Third pension policy overhaul to rein in rising payouts

A grade-20 employee gets average basic salary of Rs100,660, which jumps to Rs729,511 after including allowances and cost of a fully maintained car, a house and medical facilities. PHOTO: FILE

PESHAWAR:

The Khyber-Pakhtunkhwa (K-P) government has decided to amend the pension policy for the third time in the three years of its rule in order to reduce the province’s financial burden.

In this regard a 17-point policy has been finalised under which deduction will be made from the salaries of the newly recruited government employees. This amount will go to Contributory Pension Fund. The employees of Pakistan Administrative Service and PMS officers have agreed to contribute 20 percent of their salary raise towards the pension fund.
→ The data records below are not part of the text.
//! Per-payment transfer tasks (component D, §4.4): one task per payment per
//! node's involvement, in one of two roles. Each task drives a single
//! `tokio::time::sleep` deadline per hop rather than polling, per §9's
//! "cooperative tasks across suspensions" redesign flag.

mod errors;
pub mod initiator;
pub mod mediator;

pub use errors::TransferError;
pub use initiator::InitiatorTask;
pub use mediator::MediatorTask;

use async_trait::async_trait;
use tokio::sync::oneshot;

use crate::channel::{ChannelError, PreparedMediatedTransfer};
use crate::messages::Message;
use crate::primitives::{Address, AssetId, BlockNumber, Hashlock, Secret, TokenAmount};
use crate::protocol::ProtocolError;

/// This node's involvement in a payment (§4.4). The target is handled
/// inline by the coordinator and never gets a task of its own.
#[derive(Clone, Copy, Debug, Eq, PartialEq)]
pub enum Role {
    Initiator,
    Mediator,
}

/// The coordinator capability a task needs, injected so a task never holds a
/// channel or graph reference directly — it re-resolves both by `(asset,
/// partner)` on every touch (§9 design notes: "avoid cyclic ownership...
/// the task keeps a weak/identifier reference to the channel").
#[async_trait]
pub trait TransferEnvironment: Send + Sync {
    async fn send(&self, recipient: Address, message: Message) -> Result<(), ProtocolError>;

    fn current_block(&self) -> BlockNumber;

    /// Up to `k` simple paths `source -> target` for `asset`, shortest first
    /// (§4.2). Empty if the graph has none.
    fn candidate_paths(&self, asset: AssetId, source: Address, target: Address, k: usize) -> Vec<Vec<Address>>;

    #[allow(clippy::too_many_arguments)]
    fn create_mediated_transfer(
        &self,
        asset: AssetId,
        partner: Address,
        amount: TokenAmount,
        hashlock: Hashlock,
        expiration: BlockNumber,
        target: Address,
        initiator: Address,
        fee: TokenAmount,
    ) -> Result<PreparedMediatedTransfer, ChannelError>;

    /// Applies `secret` to the channel with `partner`, if a matching pending
    /// lock exists. Idempotent (§4.1, §8).
    fn register_secret(&self, asset: AssetId, partner: Address, secret: Secret) -> bool;
}

/// Delivered to whoever is awaiting a task's completion (§4.5 `transfer`).
pub type Outcome = Result<(), TransferError>;

/// `oneshot`-based completion notifier handed to whoever awaits the payment.
pub struct Completion {
    sender: Option<oneshot::Sender<Outcome>>,
}

impl Completion {
    pub fn new() -> (Self, oneshot::Receiver<Outcome>) {
        let (sender, receiver) = oneshot::channel();
        (Self { sender: Some(sender) }, receiver)
    }

    pub fn complete(&mut self, outcome: Outcome) {
        if let Some(sender) = self.sender.take() {
            let _ = sender.send(outcome);
        }
    }
}

/// Unique task key: at most one task per hashlock per node (§4.4 invariants).
pub type TaskKey = Hashlock;
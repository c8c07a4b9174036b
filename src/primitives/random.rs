use rand::RngCore;
use rand_chacha::rand_core::SeedableRng;
use rand_chacha::ChaChaRng;
use serde::{Deserialize, Serialize};

use crate::primitives::Secret;

/// Deterministic-when-seeded source of message identifiers and secrets.
///
/// Threaded through the node so that tests can seed it for reproducibility.
#[derive(Clone, Debug, Serialize, Deserialize)]
pub struct Random(ChaChaRng);

impl Random {
    pub fn new() -> Self {
        Self(ChaChaRng::from_entropy())
    }

    pub fn seeded(seed: u64) -> Self {
        Self(ChaChaRng::seed_from_u64(seed))
    }

    /// Next message identifier, used to correlate a send with its ack.
    pub fn next_message_identifier(&mut self) -> u32 {
        self.0.next_u32()
    }

    /// 32 random bytes used as a hash-lock preimage (§3 Secret).
    pub fn secret(&mut self) -> Secret {
        let mut bytes = [0u8; 32];
        self.0.fill_bytes(&mut bytes);
        Secret::from(bytes)
    }
}

impl Default for Random {
    fn default() -> Self {
        Self::new()
    }
}
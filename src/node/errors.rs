use thiserror::Error;

use crate::chain::ChainError;
use crate::channel::ChannelError;
use crate::graph::GraphError;
use crate::primitives::{Address, AssetId};
use crate::protocol::ProtocolError;
use crate::transfer::TransferError;

/// The coordinator's public-API-facing error taxonomy (§4.5, §7).
#[derive(Error, Debug)]
pub enum NodeError {
    #[error("asset {0} is not registered with this node")]
    UnknownAsset(AssetId),
    #[error("no channel with partner {0}")]
    UnknownChannel(Address),
    #[error("amount must be positive")]
    InvalidAmount,
    #[error(transparent)]
    Channel(#[from] ChannelError),
    #[error(transparent)]
    Graph(#[from] GraphError),
    #[error(transparent)]
    Protocol(#[from] ProtocolError),
    #[error(transparent)]
    Transfer(#[from] TransferError),
    #[error(transparent)]
    Chain(#[from] ChainError),
    /// `close_channel` / `open_channel` / `exchange` are not implemented:
    /// their on-chain transition procedures are out of scope here rather
    /// than invented from nothing (§9 open questions).
    #[error("{operation} is not supported by this node")]
    Unsupported { operation: &'static str },
}
//! Mediator role of a transfer task (§4.4): forwards a `MediatedTransfer`
//! from a predecessor `P` to a next hop `N` with a strictly smaller
//! expiration, then waits for either a `Secret` (settle both adjacent
//! channels and relay the secret onward to `N`, continuing it toward the
//! target) or a `CancelTransfer`/timeout (roll back and relay the
//! cancellation upstream to `P`).

use std::sync::Arc;
use std::time::Duration;

use slog::Logger;
use tokio::sync::mpsc;
use tokio::time::sleep;

use crate::messages::{CancelTransfer, LockFields, MediatedTransfer, Message, SecretMessage};
use crate::primitives::{Address, AssetId, BlockNumber, Hashlock, Secret, TokenAmount};

use super::{Completion, Outcome, TransferEnvironment, TransferError};

enum DownstreamOutcome {
    Secret(Secret),
    Cancelled,
    TimedOut,
}

/// One payment, from this node's perspective as an intermediate hop.
pub struct MediatorTask {
    hashlock: Hashlock,
    asset_id: AssetId,
    our_address: Address,
    predecessor: Address,
    target: Address,
    initiator: Address,
    amount: TokenAmount,
    incoming_expiration: BlockNumber,
    fee: TokenAmount,
    reveal_timeout: u64,
    timeout_per_hop: Duration,
    max_paths: usize,
    env: Arc<dyn TransferEnvironment>,
    inbox: mpsc::UnboundedReceiver<Message>,
    completion: Completion,
    log: Logger,
}

impl MediatorTask {
    #[allow(clippy::too_many_arguments)]
    pub fn new(
        asset_id: AssetId,
        our_address: Address,
        predecessor: Address,
        target: Address,
        initiator: Address,
        amount: TokenAmount,
        hashlock: Hashlock,
        incoming_expiration: BlockNumber,
        fee: TokenAmount,
        reveal_timeout: u64,
        timeout_per_hop: Duration,
        max_paths: usize,
        env: Arc<dyn TransferEnvironment>,
        log: Logger,
    ) -> (Self, mpsc::UnboundedSender<Message>, tokio::sync::oneshot::Receiver<Outcome>) {
        let (inbox_tx, inbox) = mpsc::unbounded_channel();
        let (completion, completed) = Completion::new();
        let task = Self {
            hashlock,
            asset_id,
            our_address,
            predecessor,
            target,
            initiator,
            amount,
            incoming_expiration,
            fee,
            reveal_timeout,
            timeout_per_hop,
            max_paths,
            env,
            inbox,
            completion,
            log,
        };
        (task, inbox_tx, completed)
    }

    pub fn hashlock(&self) -> Hashlock {
        self.hashlock
    }

    pub async fn run(mut self) {
        let outcome = self.drive().await;
        match &outcome {
            Ok(()) => info!(self.log, "mediated transfer settled"; "hashlock" => ?self.hashlock),
            Err(err) => warn!(self.log, "mediated transfer ended without settling"; "hashlock" => ?self.hashlock, "error" => %err),
        }
        self.completion.complete(outcome);
    }

    async fn drive(&mut self) -> Outcome {
        let candidates = self.env.candidate_paths(self.asset_id, self.our_address, self.target, self.max_paths);
        let mut candidates: Vec<Vec<Address>> = candidates
            .into_iter()
            .filter(|path| path.len() >= 2 && path[1] != self.predecessor)
            .rev()
            .collect();

        loop {
            let path = match candidates.pop() {
                Some(path) => path,
                None => {
                    self.cancel_upstream().await;
                    return Err(TransferError::NoPath);
                }
            };
            let next_hop = path[1];

            let reveal_floor = self.env.current_block() + self.reveal_timeout;
            let forwarded_expiration = BlockNumber(self.incoming_expiration.0.saturating_sub(self.reveal_timeout));
            if forwarded_expiration < reveal_floor {
                continue;
            }

            let prepared = match self.env.create_mediated_transfer(
                self.asset_id,
                next_hop,
                self.amount,
                self.hashlock,
                forwarded_expiration,
                self.target,
                self.initiator,
                self.fee,
            ) {
                Ok(prepared) => prepared,
                Err(err) => {
                    debug!(self.log, "candidate hop rejected by channel, trying next"; "next_hop" => %next_hop, "error" => %err);
                    continue;
                }
            };

            let message = Message::MediatedTransfer(MediatedTransfer {
                sender: self.our_address,
                nonce: prepared.nonce,
                asset: self.asset_id,
                recipient: next_hop,
                transferred_amount: prepared.transferred_amount,
                locks_root: prepared.locks_root,
                target: self.target,
                initiator: self.initiator,
                lock: LockFields { amount: self.amount, expiration: forwarded_expiration, hashlock: self.hashlock },
                fee: self.fee,
                signature: Vec::new(),
            });

            if self.env.send(next_hop, message).await.is_err() {
                debug!(self.log, "next hop unreachable, trying next candidate"; "next_hop" => %next_hop);
                continue;
            }
            debug!(self.log, "forwarded lock"; "next_hop" => %next_hop, "hashlock" => ?self.hashlock);

            match self.await_downstream().await {
                DownstreamOutcome::Secret(secret) => {
                    self.env.register_secret(self.asset_id, next_hop, secret);
                    self.env.register_secret(self.asset_id, self.predecessor, secret);
                    self.env
                        .send(
                            next_hop,
                            Message::Secret(SecretMessage { sender: self.our_address, secret, signature: Vec::new() }),
                        )
                        .await?;
                    return Ok(());
                }
                DownstreamOutcome::Cancelled => continue,
                DownstreamOutcome::TimedOut => {
                    self.cancel_upstream().await;
                    return Err(TransferError::Timeout);
                }
            }
        }
    }

    async fn await_downstream(&mut self) -> DownstreamOutcome {
        loop {
            tokio::select! {
                message = self.inbox.recv() => {
                    match message {
                        Some(Message::Secret(secret_message)) if secret_message.secret.hashlock() == self.hashlock => {
                            return DownstreamOutcome::Secret(secret_message.secret);
                        }
                        Some(Message::CancelTransfer(cancel)) if cancel.hashlock == self.hashlock => {
                            return DownstreamOutcome::Cancelled;
                        }
                        Some(_) => continue,
                        None => return DownstreamOutcome::TimedOut,
                    }
                }
                _ = sleep(self.timeout_per_hop) => return DownstreamOutcome::TimedOut,
            }
        }
    }

    async fn cancel_upstream(&self) {
        let _ = self
            .env
            .send(
                self.predecessor,
                Message::CancelTransfer(CancelTransfer { sender: self.our_address, hashlock: self.hashlock, signature: Vec::new() }),
            )
            .await;
    }
}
Finance Minister Taimur Saleem Jhagra has shared on his twitter handle that in the past 17 years the size of the pension in K-P has registered a 95-time increase. He said that in 2003 the total size of the pension was Rs870 million which reached Rs83 billion in the current fiscal year.

Read more: Reforming pensions in K-P

“In the past it was just 1.13 percent of the total budget and it has grown to 13.4 percent of the total budget outlay this year. If no action is taken to bring it down it will outgrow the provincial financial resources in the coming six years,” he claimed, adding that till 2030 the total amount of pension could increase to Rs460 billion because there is a 22 percent increase in the strength of public sector employees in the past five years.

“Before reforms pensioners were receiving it on 13 levels including widows, sons, unmarried daughters, daughter in law, orphan grandson, granddaughter, father, mother, brother and widowed sisters,” he said, adding that each year around 5,000 employees – most of them teachers – retire at the age of 45 with full pension benefits and they also start working in private sector which has been an extra burden on the provincial exchequer.

The finance minister claimed that Rs1,000 billion is required to pay all these pensions in the future, adding that the number of children eligible to get pension will be reduced taking into account the international best practices. He said that the amount saved will thus be used to increase the pension for widows from 75 percent to 100 percent.

Jhagra said that the minimum age of retirement has also been increased for the government employees from 45 to 55 which will save the government Rs12 billion in the first year.

The minister claimed that the total saving will amount to Rs150 billion in 10 years, adding that no employee could claim double salary or pension anymore.

Under the pension reforms, all newly recruited public sector employees have been bound to contribute in the newly established ‘Contributory Pension Program’ while the existing employees have been given an option. This will, he claimed, enable the government to pay pension to nearly 100,000 employees of the companies, authorities and MTIs.

The minister further revealed that the profit on the pension fund could also be used for the payment of pension and it has been approved by the provincial cabinet.

Published in The Express Tribune, June 29th, 2021.